* **WHAT THE EXERCISE ASKS**
Would you output, exactly as written, the line with "PathBuf, message: String" and all lines after it to the end of the data below, and no others?

* **STUDY MATERIAL**
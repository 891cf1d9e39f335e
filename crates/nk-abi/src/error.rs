// SPDX-License-Identifier: Apache-2.0 OR MIT
// Copyright (c) 2025-2026 naskel.com

//! Error types for layout measurement and assertion emission.

use std::path::PathBuf;
use thiserror::Error;

/// Result type for nk-abi operations
pub type Result<T> = std::result::Result<T, LayoutError>;

/// Errors raised while resolving, measuring or emitting layouts.
#[derive(Debug, Error)]
pub enum LayoutError {
    /// Lookup of a native descriptor that has no registry entry.
    #[error("native type `{native}` is not registered")]
    NotRegistered { native: String },

    /// A registry entry does not name a complete, sized type.
    #[error("unresolvable type `{native}` (bound to `{foreign}`): {reason}")]
    UnresolvableType {
        native: String,
        foreign: String,
        reason: String,
    },

    /// The destination file could not be created, written or replaced.
    #[error("failed to write {}: {source}", .path.display())]
    OutputWriteFailure {
        path: PathBuf,
        #[source]
        source: std::io::Error,
    },

    /// The Odin package name is not an identifier.
    #[error("invalid package name `{0}`")]
    InvalidPackage(String),

    /// The configured C compiler could not be started.
    #[error("C compiler `{compiler}` is unavailable: {source}")]
    CompilerUnavailable {
        compiler: String,
        #[source]
        source: std::io::Error,
    },

    /// The layout probe failed to compile for a reason not tied to one entry.
    #[error("layout probe failed to compile with `{compiler}`:\n{stderr}")]
    ProbeCompile { compiler: String, stderr: String },

    /// The compiled probe exited unsuccessfully.
    #[error("layout probe exited with {status}:\n{stderr}")]
    ProbeRun { status: String, stderr: String },

    /// The probe printed something that is not a size table.
    #[error("malformed layout probe output: {0}")]
    ProbeOutput(String),

    #[error("invalid pattern: {0}")]
    Pattern(#[from] regex::Error),

    #[error("template error: {0}")]
    Template(#[from] tera::Error),

    #[error("invalid configuration {}: {message}", .path.display())]
    Config { path: PathBuf, message: String },

    #[error("invalid layout report: {0}")]
    Report(#[from] serde_json::Error),

    #[error("I/O error: {0}")]
    Io(#[from] std::io::Error),
}

impl LayoutError {
    /// Build an `UnresolvableType` error for a native/foreign pair.
    pub fn unresolvable(
        native: impl Into<String>,
        foreign: impl Into<String>,
        reason: impl Into<String>,
    ) -> Self {
        Self::UnresolvableType {
            native: native.into(),
            foreign: foreign.into(),
            reason: reason.into(),
        }
    }

    pub(crate) fn write_failure(path: impl Into<PathBuf>, source: std::io::Error) -> Self {
        Self::OutputWriteFailure {
            path: path.into(),
            source,
        }
    }
}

* **TASK RESULT**
    Config { path: PathBuf, message: String },

    #[error("invalid layout report: {0}")]
    Report(#[from] serde_json::Error),

    #[error("I/O error: {0}")]
    Io(#[from] std::io::Error),
}

impl LayoutError {
    /// Build an `UnresolvableType` error for a native/foreign pair.
    pub fn unresolvable(
        native: impl Into<String>,
        foreign: impl Into<String>,
        reason: impl Into<String>,
    ) -> Self {
        Self::UnresolvableType {
            native: native.into(),
            foreign: foreign.into(),
            reason: reason.into(),
        }
    }

    pub(crate) fn write_failure(path: impl Into<PathBuf>, source: std::io::Error) -> Self {
        Self::OutputWriteFailure {
            path: path.into(),
            source,
        }
    }
}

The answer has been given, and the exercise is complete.